## Exercise objective:
Search the listing for the string "params" and copy every line that contains it.

## Data under study:
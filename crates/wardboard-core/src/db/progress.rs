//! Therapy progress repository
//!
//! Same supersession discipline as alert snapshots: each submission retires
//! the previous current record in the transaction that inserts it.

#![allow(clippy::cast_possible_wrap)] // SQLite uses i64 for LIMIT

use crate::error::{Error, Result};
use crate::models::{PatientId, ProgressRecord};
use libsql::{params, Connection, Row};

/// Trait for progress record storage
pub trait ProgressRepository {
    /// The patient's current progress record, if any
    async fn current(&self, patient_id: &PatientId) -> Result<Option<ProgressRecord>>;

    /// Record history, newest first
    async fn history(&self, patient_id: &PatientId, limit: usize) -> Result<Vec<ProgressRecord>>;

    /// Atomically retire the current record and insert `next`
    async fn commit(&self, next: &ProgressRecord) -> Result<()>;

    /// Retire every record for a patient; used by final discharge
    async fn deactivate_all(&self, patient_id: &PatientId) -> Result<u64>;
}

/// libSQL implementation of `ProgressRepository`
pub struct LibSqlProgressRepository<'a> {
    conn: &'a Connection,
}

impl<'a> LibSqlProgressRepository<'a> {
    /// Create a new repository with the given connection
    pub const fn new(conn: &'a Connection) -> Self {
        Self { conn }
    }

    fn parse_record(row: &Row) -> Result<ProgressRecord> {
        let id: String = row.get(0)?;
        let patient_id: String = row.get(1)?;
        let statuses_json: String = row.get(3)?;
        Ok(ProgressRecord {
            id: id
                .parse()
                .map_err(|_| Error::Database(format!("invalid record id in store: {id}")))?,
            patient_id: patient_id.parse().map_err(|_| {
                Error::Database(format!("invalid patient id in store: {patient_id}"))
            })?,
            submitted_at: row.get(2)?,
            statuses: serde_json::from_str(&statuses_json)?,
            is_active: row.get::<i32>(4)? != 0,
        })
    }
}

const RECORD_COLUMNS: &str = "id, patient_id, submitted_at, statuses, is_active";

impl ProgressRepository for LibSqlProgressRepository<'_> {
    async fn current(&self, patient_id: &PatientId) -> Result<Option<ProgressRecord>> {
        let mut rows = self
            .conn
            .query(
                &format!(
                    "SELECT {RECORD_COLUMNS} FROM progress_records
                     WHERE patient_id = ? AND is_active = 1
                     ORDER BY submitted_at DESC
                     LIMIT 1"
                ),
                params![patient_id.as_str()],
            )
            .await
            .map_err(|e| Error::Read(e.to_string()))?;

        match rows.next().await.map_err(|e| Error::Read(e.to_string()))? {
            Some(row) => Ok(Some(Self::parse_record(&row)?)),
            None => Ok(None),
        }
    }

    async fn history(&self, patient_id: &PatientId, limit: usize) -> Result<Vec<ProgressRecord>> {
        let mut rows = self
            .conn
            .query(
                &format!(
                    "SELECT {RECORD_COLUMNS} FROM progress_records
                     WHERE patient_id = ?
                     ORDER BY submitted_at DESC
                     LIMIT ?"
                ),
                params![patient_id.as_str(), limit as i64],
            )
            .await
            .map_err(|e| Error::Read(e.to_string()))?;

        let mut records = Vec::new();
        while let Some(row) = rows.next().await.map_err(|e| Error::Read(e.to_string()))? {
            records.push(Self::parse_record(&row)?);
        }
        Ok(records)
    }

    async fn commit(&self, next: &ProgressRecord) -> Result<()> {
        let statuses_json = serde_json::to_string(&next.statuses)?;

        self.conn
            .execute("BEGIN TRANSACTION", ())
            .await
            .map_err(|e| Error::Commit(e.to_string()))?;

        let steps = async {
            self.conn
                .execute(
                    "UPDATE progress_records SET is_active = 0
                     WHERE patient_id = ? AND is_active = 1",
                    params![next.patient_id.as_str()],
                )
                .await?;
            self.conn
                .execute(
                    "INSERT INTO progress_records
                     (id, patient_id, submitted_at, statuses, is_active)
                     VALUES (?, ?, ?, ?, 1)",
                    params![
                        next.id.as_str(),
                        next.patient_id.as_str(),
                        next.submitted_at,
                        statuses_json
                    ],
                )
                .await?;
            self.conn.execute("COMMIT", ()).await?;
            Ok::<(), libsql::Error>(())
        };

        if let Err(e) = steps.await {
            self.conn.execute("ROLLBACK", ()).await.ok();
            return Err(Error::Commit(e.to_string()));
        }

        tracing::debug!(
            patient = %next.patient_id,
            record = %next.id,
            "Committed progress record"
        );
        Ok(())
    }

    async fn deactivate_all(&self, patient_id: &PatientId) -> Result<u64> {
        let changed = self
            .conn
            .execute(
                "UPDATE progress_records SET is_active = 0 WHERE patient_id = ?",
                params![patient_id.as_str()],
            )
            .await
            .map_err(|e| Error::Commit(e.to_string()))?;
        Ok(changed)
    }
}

## Task result:
use libsql::{params, Connection, Row};
                params![patient_id.as_str()],
                params![patient_id.as_str(), limit as i64],
                    params![next.patient_id.as_str()],
                    params![
                params![patient_id.as_str()],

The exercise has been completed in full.